In the seminal case of Owens-Illinois v. United Ins. Co., 138 N.J. 437 (1994), the Supreme Court of New Jersey adopted the continuous trigger theory for determining insurance coverage in cases involving progressive environmental injury. Generally speaking, this theory triggers all insurance policies on the risk from the time of “exposure” until an injury becomes “manifest.” Since the issuance of Owens-Illinois in 1994, lower courts have grappled with when and how to apply the “continuous trigger” approach. Last month the Appellate Division, in Air Master & Cooling v. Selective Insurance Company of America, 2017 WL 4507547 (October 10, 2017), applied the continuous trigger formula to questions of liability coverage in a third-party construction defect case, further defining when the trigger ends.

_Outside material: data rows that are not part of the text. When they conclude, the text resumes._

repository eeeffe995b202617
pub mod elevenlabs_repository;
pub mod object_store;
pub mod s3_object_store;
pub mod synthesis_repository;

pub use elevenlabs_repository::ElevenLabsRepository;
pub use object_store::ObjectStore;
pub use s3_object_store::S3ObjectStore;
pub use synthesis_repository::{SynthesisRepository, VoiceSettings};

In the 1970s and 1980s courts were called upon to address novel insurance questions arising out of a time lapse between when a party was exposed to an injury-producing situation and when that person felt the effects of the exposure. This was driven, in part, by product liability cases over the administration to pregnant women of the drug diethylstilbestrol (DES), as well as the emergence of asbestos litigation.

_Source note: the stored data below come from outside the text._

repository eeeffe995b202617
pub mod controllers;
pub mod domain;
pub mod error;
pub mod infrastructure;
use axum::{extract::State, Extension, Json};
use std::sync::Arc;

use crate::{
    domain::voice::{CreateVoiceRequest, CreateVoiceResponse, VoiceService, VoiceServiceApi},
    error::AppResult,
    infrastructure::auth::AuthUser,
};

pub struct VoiceController {
    voice_service: Arc<VoiceService>,
}

impl VoiceController {
    pub fn new(voice_service: Arc<VoiceService>) -> Self {
        Self { voice_service }
    }

    /// POST /api/voice/create - create a provider voice from a recorded sample
    pub async fn create(
        State(controller): State<Arc<VoiceController>>,
        Extension(auth_user): Extension<AuthUser>,
        Json(request): Json<CreateVoiceRequest>,
    ) -> AppResult<Json<CreateVoiceResponse>> {
        let response = controller
            .voice_service
            .create_voice(&auth_user.user_id, request)
            .await?;

        Ok(Json(response))
    }
}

Traditionally it was easy to pinpoint when an accident caused an injury; when two cars collided or a person slipped and fell, the “occurrence” under the liability policy was the event of injury. This traditional analysis did not work with DES, whose adverse effects surfaced in women whose mothers who had ingested the drug many years earlier. See Hadden v. Eli Lilly and Co., 208 N.J. Super. 716 (App. Div. 1986).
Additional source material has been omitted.